THE TASK: Go through the data and report each line that holds the string "pairs".

##########

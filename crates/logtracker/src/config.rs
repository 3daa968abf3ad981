// Copyright (c) 2025 Geoffrey Huntley <ghuntley@ghuntley.com>. All rights reserved.
// SPDX-License-Identifier: Proprietary

//! Layered client configuration.
//!
//! Sources, lowest precedence first:
//!
//! 1. Built-in defaults
//! 2. TOML file (`$XDG_CONFIG_HOME/logtracker/config.toml`, or an explicit path)
//! 3. Environment variables (`LOGTRACKER_*`)
//!
//! Callers such as the CLI apply their own overrides on top with
//! [`TrackerConfig::merge`].
//!
//! ```toml
//! url = "https://collector.example.com"
//! application_id = "app_123"
//! public_key = "pk_live_abc"
//! path_prefix = "/api"
//! request_timeout_secs = 10
//! ```

use std::path::{Path, PathBuf};

use serde::Deserialize;

pub const ENV_URL: &str = "LOGTRACKER_URL";
pub const ENV_APPLICATION_ID: &str = "LOGTRACKER_APPLICATION_ID";
pub const ENV_PUBLIC_KEY: &str = "LOGTRACKER_PUBLIC_KEY";
pub const ENV_PATH_PREFIX: &str = "LOGTRACKER_PATH_PREFIX";
pub const ENV_REQUEST_TIMEOUT_SECS: &str = "LOGTRACKER_REQUEST_TIMEOUT_SECS";

/// Errors that can occur during configuration loading and validation.
#[derive(Debug, thiserror::Error)]
pub enum ConfigError {
	/// I/O error reading config file
	#[error("failed to read {path}: {source}")]
	Io {
		path: PathBuf,
		#[source]
		source: std::io::Error,
	},

	/// TOML parsing error
	#[error("TOML parse error in {path}: {source}")]
	TomlParse {
		path: PathBuf,
		#[source]
		source: toml::de::Error,
	},

	/// Missing required field
	#[error("missing required field: {0}")]
	MissingField(&'static str),

	/// Invalid value
	#[error("invalid value for {field}: {message}")]
	InvalidValue { field: &'static str, message: String },
}

/// Client settings as read from files and the environment.
///
/// Every field is optional so partial sources can be merged. Use
/// [`TrackerConfig::validate`] once all sources are applied.
#[derive(Clone, Default, PartialEq, Deserialize)]
#[serde(default, deny_unknown_fields)]
pub struct TrackerConfig {
	/// Collector base URL, e.g. `https://collector.example.com`
	pub url: Option<String>,
	pub application_id: Option<String>,
	pub public_key: Option<String>,
	/// Path segment placed between the base URL and `/track/...`. Defaults to `/api`.
	pub path_prefix: Option<String>,
	/// HTTP request deadline. Unset leaves the transport default.
	pub request_timeout_secs: Option<u64>,
}

impl std::fmt::Debug for TrackerConfig {
	fn fmt(&self, f: &mut std::fmt::Formatter<'_>) -> std::fmt::Result {
		f.debug_struct("TrackerConfig")
			.field("url", &self.url)
			.field("application_id", &self.application_id)
			.field("public_key", &self.public_key.as_ref().map(|_| "[REDACTED]"))
			.field("path_prefix", &self.path_prefix)
			.field("request_timeout_secs", &self.request_timeout_secs)
			.finish()
	}
}

impl TrackerConfig {
	/// Loads defaults, then the config file, then the environment.
	///
	/// An explicit `path` must exist. Without one, the default location is
	/// used only if the file is present.
	pub fn load(path: Option<&Path>) -> Result<Self, ConfigError> {
		let file = match path {
			Some(path) => Self::from_file(path)?,
			None => match default_config_path().filter(|p| p.is_file()) {
				Some(path) => Self::from_file(&path)?,
				None => Self::default(),
			},
		};

		Ok(file.merge(Self::from_env()?))
	}

	pub fn from_file(path: &Path) -> Result<Self, ConfigError> {
		let contents = std::fs::read_to_string(path).map_err(|source| ConfigError::Io {
			path: path.to_path_buf(),
			source,
		})?;
		tracing::debug!(path = %path.display(), "loaded tracker config file");
		Self::from_toml_str(&contents, path)
	}

	pub fn from_toml_str(contents: &str, path: &Path) -> Result<Self, ConfigError> {
		toml::from_str(contents).map_err(|source| ConfigError::TomlParse {
			path: path.to_path_buf(),
			source,
		})
	}

	pub fn from_env() -> Result<Self, ConfigError> {
		Self::from_env_with(|name| std::env::var(name).ok())
	}

	/// Reads `LOGTRACKER_*` variables through `lookup`. Empty values count as unset.
	pub fn from_env_with<F>(lookup: F) -> Result<Self, ConfigError>
	where
		F: Fn(&str) -> Option<String>,
	{
		let var = |name| lookup(name).filter(|v| !v.trim().is_empty());

		let request_timeout_secs = match var(ENV_REQUEST_TIMEOUT_SECS) {
			Some(raw) => Some(raw.trim().parse().map_err(|_| ConfigError::InvalidValue {
				field: ENV_REQUEST_TIMEOUT_SECS,
				message: format!("expected whole seconds, got {raw:?}"),
			})?),
			None => None,
		};

		Ok(Self {
			url: var(ENV_URL),
			application_id: var(ENV_APPLICATION_ID),
			public_key: var(ENV_PUBLIC_KEY),
			path_prefix: lookup(ENV_PATH_PREFIX),
			request_timeout_secs,
		})
	}

	/// Overlays `other` on `self`; fields set in `other` win.
	#[must_use]
	pub fn merge(self, other: TrackerConfig) -> Self {
		Self {
			url: other.url.or(self.url),
			application_id: other.application_id.or(self.application_id),
			public_key: other.public_key.or(self.public_key),
			path_prefix: other.path_prefix.or(self.path_prefix),
			request_timeout_secs: other.request_timeout_secs.or(self.request_timeout_secs),
		}
	}

	/// Checks that the three required settings are present and non-blank.
	pub fn validate(&self) -> Result<(), ConfigError> {
		let required = [
			("url", &self.url),
			("application_id", &self.application_id),
			("public_key", &self.public_key),
		];
		for (field, value) in required {
			if value.as_deref().map_or(true, |v| v.trim().is_empty()) {
				return Err(ConfigError::MissingField(field));
			}
		}
		if self.request_timeout_secs == Some(0) {
			return Err(ConfigError::InvalidValue {
				field: "request_timeout_secs",
				message: "must be positive".to_string(),
			});
		}
		Ok(())
	}
}

/// `$XDG_CONFIG_HOME/logtracker/config.toml` or the platform equivalent.
pub fn default_config_path() -> Option<PathBuf> {
	dirs::config_dir().map(|dir| dir.join("logtracker").join("config.toml"))
}

#[cfg(test)]
mod tests {
	use super::*;
	use std::collections::HashMap;

	fn env(pairs: &[(&str, &str)]) -> impl Fn(&str) -> Option<String> {
		let map: HashMap<String, String> = pairs
			.iter()
			.map(|(k, v)| (k.to_string(), v.to_string()))
			.collect();
		move |name| map.get(name).cloned()
	}

	#[test]
	fn test_parse_full_toml() {
		let config = TrackerConfig::from_toml_str(
			r#"
				url = "https://collector.example.com"
				application_id = "app_123"
				public_key = "pk_abc"
				path_prefix = ""
				request_timeout_secs = 5
			"#,
			Path::new("config.toml"),
		)
		.unwrap();

		assert_eq!(config.url.as_deref(), Some("https://collector.example.com"));
		assert_eq!(config.path_prefix.as_deref(), Some(""));
		assert_eq!(config.request_timeout_secs, Some(5));
		assert!(config.validate().is_ok());
	}

	#[test]
	fn test_parse_rejects_unknown_keys() {
		let result = TrackerConfig::from_toml_str("uri = \"x\"", Path::new("config.toml"));
		assert!(matches!(result, Err(ConfigError::TomlParse { .. })));
	}

	#[test]
	fn test_env_overrides_file() {
		let file = TrackerConfig {
			url: Some("https://file.example.com".to_string()),
			application_id: Some("app_file".to_string()),
			..Default::default()
		};
		let from_env = TrackerConfig::from_env_with(env(&[
			(ENV_URL, "https://env.example.com"),
			(ENV_PUBLIC_KEY, "pk_env"),
		]))
		.unwrap();

		let merged = file.merge(from_env);

		assert_eq!(merged.url.as_deref(), Some("https://env.example.com"));
		assert_eq!(merged.application_id.as_deref(), Some("app_file"));
		assert_eq!(merged.public_key.as_deref(), Some("pk_env"));
	}

	#[test]
	fn test_env_blank_values_are_unset() {
		let config = TrackerConfig::from_env_with(env(&[(ENV_URL, "  ")])).unwrap();
		assert!(config.url.is_none());
	}

	#[test]
	fn test_env_rejects_bad_timeout() {
		let result = TrackerConfig::from_env_with(env(&[(ENV_REQUEST_TIMEOUT_SECS, "ten")]));
		assert!(matches!(
			result,
			Err(ConfigError::InvalidValue {
				field: ENV_REQUEST_TIMEOUT_SECS,
				..
			})
		));
	}

	#[test]
	fn test_validate_reports_first_missing_field() {
		let config = TrackerConfig {
			url: Some("https://collector.example.com".to_string()),
			application_id: Some(" ".to_string()),
			..Default::default()
		};
		assert!(matches!(
			config.validate(),
			Err(ConfigError::MissingField("application_id"))
		));
	}

	#[test]
	fn test_load_explicit_file() {
		let dir = tempfile::tempdir().unwrap();
		let path = dir.path().join("tracker.toml");
		std::fs::write(&path, "application_id = \"app_disk\"\n").unwrap();

		let config = TrackerConfig::from_file(&path).unwrap();
		assert_eq!(config.application_id.as_deref(), Some("app_disk"));
	}

	#[test]
	fn test_load_missing_explicit_file_fails() {
		let dir = tempfile::tempdir().unwrap();
		let result = TrackerConfig::from_file(&dir.path().join("absent.toml"));
		assert!(matches!(result, Err(ConfigError::Io { .. })));
	}

	#[test]
	fn test_debug_redacts_public_key() {
		let config = TrackerConfig {
			public_key: Some("pk_secret".to_string()),
			..Default::default()
		};
		let rendered = format!("{config:?}");
		assert!(!rendered.contains("pk_secret"));
		assert!(rendered.contains("[REDACTED]"));
	}
}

##########

FINISHED EXERCISE:
	fn env(pairs: &[(&str, &str)]) -> impl Fn(&str) -> Option<String> {
		let map: HashMap<String, String> = pairs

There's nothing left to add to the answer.